EXERCISE MATERIAL Block Start

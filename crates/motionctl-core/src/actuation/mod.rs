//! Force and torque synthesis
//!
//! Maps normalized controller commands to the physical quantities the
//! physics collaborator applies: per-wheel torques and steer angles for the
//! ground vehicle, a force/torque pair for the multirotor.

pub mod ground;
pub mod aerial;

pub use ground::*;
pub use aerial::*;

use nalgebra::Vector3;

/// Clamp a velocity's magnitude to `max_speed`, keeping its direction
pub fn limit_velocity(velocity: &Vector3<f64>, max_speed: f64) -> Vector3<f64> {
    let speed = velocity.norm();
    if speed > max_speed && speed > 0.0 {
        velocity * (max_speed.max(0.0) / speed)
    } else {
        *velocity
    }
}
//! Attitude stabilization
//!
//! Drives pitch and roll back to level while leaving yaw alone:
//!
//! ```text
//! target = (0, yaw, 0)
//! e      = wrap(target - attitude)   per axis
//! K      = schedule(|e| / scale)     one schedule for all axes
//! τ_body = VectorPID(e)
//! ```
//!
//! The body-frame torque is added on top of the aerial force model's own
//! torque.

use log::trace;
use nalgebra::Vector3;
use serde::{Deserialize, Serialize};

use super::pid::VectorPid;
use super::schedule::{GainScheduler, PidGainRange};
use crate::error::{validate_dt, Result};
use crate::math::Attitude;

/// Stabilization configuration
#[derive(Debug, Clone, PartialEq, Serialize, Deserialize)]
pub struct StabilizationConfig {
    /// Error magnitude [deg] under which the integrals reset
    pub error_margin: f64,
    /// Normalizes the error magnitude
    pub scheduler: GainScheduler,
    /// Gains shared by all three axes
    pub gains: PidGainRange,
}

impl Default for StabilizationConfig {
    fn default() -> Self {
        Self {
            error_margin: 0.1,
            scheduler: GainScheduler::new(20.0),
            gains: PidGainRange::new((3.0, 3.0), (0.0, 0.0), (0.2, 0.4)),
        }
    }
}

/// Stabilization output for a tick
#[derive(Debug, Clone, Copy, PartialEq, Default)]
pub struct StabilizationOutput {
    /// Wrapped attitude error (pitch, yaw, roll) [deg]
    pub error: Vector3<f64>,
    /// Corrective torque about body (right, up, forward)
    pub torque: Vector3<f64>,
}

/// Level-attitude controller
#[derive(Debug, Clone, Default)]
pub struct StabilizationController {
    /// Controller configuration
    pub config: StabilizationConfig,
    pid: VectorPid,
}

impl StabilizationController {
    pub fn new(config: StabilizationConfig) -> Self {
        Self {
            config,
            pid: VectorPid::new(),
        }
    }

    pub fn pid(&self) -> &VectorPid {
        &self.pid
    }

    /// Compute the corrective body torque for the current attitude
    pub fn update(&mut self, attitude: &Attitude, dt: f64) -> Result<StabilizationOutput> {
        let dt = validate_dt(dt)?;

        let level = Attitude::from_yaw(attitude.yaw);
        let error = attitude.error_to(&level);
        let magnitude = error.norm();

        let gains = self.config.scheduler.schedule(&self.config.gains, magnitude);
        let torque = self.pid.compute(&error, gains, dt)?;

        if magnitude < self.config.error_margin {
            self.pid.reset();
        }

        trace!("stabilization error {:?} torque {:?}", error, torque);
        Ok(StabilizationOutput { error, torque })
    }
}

EXERCISE MATERIAL Block End
EXERCISE MATERIAL Block Start

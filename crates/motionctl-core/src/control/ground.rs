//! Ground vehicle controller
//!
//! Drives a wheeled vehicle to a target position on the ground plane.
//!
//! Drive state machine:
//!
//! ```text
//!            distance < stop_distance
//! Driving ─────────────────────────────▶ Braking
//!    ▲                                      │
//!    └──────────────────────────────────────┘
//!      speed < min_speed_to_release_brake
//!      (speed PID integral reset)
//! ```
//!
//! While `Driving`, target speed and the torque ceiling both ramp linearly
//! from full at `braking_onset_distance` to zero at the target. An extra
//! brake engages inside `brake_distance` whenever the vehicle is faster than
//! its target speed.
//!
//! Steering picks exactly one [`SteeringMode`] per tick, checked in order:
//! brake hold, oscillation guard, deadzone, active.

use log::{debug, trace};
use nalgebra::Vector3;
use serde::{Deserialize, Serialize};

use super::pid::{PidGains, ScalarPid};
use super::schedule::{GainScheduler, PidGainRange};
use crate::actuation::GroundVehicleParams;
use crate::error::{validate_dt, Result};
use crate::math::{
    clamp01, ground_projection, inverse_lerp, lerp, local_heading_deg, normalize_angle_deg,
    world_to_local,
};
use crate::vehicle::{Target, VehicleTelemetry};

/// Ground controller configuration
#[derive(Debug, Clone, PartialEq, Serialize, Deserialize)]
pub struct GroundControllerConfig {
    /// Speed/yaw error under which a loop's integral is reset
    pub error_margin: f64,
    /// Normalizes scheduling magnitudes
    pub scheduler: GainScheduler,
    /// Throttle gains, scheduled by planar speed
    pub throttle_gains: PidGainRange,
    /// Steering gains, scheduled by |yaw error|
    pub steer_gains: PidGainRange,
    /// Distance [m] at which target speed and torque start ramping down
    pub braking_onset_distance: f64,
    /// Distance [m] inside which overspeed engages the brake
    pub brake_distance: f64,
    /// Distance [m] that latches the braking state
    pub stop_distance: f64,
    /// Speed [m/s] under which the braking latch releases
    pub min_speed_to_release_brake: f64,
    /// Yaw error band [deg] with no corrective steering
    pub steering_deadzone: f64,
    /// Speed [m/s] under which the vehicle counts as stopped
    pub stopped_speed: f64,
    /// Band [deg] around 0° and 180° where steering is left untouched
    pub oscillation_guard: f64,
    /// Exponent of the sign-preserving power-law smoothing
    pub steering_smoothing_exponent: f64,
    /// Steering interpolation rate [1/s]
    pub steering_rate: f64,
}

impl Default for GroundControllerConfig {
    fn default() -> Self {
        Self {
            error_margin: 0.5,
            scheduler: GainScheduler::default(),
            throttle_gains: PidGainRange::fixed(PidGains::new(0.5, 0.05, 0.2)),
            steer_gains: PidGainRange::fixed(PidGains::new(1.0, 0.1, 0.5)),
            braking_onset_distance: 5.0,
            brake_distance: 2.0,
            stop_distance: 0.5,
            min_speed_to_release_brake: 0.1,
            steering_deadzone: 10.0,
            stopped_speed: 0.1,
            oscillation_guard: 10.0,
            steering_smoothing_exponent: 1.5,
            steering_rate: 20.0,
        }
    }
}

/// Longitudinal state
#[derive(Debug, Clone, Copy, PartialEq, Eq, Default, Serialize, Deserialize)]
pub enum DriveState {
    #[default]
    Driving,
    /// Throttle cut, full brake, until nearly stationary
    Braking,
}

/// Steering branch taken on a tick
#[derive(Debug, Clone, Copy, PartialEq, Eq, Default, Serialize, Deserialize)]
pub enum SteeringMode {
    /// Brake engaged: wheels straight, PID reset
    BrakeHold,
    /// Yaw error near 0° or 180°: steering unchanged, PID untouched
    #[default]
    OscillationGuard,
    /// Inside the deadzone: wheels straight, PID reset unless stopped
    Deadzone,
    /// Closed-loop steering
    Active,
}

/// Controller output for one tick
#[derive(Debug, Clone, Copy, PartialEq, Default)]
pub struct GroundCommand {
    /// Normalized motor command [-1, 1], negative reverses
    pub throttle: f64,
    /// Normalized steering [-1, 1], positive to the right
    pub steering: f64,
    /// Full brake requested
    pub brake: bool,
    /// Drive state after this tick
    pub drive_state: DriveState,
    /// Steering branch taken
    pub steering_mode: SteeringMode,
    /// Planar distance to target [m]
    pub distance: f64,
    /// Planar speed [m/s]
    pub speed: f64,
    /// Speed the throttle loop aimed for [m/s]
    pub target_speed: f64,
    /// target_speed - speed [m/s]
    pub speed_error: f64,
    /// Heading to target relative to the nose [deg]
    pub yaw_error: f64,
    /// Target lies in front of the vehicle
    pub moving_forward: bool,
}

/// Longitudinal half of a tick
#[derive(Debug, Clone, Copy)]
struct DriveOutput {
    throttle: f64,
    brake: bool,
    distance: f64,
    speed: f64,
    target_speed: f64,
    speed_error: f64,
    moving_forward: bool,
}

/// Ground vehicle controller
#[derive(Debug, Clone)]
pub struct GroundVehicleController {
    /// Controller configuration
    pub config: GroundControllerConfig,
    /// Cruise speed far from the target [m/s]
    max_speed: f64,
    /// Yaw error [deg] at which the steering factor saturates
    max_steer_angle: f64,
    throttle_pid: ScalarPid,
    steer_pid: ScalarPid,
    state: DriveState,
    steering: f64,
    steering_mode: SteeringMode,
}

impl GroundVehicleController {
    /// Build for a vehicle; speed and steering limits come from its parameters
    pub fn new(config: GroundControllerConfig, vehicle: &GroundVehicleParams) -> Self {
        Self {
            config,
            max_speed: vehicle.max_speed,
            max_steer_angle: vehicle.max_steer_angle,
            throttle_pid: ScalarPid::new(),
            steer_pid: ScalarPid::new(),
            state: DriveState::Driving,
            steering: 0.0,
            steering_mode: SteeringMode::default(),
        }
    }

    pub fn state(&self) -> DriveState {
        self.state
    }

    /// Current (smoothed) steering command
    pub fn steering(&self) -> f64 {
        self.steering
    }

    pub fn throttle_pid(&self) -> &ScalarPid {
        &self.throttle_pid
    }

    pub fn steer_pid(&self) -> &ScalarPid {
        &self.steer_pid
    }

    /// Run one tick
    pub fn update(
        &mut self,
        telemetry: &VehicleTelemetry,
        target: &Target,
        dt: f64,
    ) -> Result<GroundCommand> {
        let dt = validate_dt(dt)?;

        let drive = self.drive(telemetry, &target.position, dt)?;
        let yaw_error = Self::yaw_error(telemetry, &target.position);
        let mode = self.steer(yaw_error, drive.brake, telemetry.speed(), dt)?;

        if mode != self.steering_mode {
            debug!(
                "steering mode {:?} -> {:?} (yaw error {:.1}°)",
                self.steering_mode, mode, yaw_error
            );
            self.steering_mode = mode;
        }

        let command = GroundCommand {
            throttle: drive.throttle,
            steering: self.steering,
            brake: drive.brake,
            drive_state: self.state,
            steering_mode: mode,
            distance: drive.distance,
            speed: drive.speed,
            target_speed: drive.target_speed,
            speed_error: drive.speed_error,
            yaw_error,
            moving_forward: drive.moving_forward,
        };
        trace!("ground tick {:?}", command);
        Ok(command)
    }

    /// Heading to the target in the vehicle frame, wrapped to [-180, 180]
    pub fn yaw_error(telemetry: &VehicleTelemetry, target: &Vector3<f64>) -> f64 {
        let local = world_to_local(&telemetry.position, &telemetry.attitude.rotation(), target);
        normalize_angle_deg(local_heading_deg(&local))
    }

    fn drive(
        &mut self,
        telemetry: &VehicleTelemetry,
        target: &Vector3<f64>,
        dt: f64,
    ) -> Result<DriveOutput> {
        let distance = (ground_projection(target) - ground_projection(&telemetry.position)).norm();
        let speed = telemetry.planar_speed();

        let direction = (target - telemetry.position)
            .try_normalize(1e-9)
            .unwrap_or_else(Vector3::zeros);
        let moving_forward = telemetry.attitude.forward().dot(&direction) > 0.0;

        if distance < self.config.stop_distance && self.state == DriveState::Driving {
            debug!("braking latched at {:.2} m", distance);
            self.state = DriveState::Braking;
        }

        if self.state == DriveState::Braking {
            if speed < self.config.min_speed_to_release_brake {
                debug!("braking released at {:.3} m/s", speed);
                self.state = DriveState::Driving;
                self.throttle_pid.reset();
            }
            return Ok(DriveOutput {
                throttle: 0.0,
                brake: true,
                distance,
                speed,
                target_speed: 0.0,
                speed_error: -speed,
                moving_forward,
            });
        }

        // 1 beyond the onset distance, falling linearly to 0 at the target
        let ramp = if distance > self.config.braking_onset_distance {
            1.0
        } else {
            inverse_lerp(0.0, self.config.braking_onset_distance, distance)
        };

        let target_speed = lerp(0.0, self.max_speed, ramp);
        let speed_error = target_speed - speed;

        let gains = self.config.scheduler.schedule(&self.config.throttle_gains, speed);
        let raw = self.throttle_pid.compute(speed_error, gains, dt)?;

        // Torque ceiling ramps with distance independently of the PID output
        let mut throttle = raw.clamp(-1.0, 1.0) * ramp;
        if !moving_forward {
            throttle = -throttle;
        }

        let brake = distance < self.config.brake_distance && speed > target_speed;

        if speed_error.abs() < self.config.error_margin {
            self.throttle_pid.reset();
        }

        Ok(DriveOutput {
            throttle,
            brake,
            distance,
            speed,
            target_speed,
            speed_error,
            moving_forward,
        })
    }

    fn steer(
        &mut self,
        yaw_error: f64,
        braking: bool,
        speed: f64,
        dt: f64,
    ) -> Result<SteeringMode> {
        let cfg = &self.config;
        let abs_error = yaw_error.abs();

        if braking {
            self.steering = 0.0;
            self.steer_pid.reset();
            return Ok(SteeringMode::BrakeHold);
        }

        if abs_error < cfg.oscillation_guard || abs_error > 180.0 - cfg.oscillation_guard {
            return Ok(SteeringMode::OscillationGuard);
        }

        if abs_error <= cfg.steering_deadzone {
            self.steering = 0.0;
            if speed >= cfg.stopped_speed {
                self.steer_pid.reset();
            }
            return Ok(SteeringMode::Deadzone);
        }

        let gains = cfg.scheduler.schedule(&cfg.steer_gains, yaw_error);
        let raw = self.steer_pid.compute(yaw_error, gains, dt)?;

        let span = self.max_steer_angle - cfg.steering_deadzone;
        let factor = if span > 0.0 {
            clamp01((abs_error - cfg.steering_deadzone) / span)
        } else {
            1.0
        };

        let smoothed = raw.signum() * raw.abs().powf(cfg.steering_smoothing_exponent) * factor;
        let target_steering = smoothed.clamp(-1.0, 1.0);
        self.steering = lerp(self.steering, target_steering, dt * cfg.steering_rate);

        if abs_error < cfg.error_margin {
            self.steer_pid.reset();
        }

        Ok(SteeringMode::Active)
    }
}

EXERCISE MATERIAL Block End

ABOUT THIS TASK
Check each line of the records above for the string "wheels", and report every line that has it.

RESULT FOR THIS EXERCISE
    /// Brake engaged: wheels straight, PID reset
    /// Inside the deadzone: wheels straight, PID reset unless stopped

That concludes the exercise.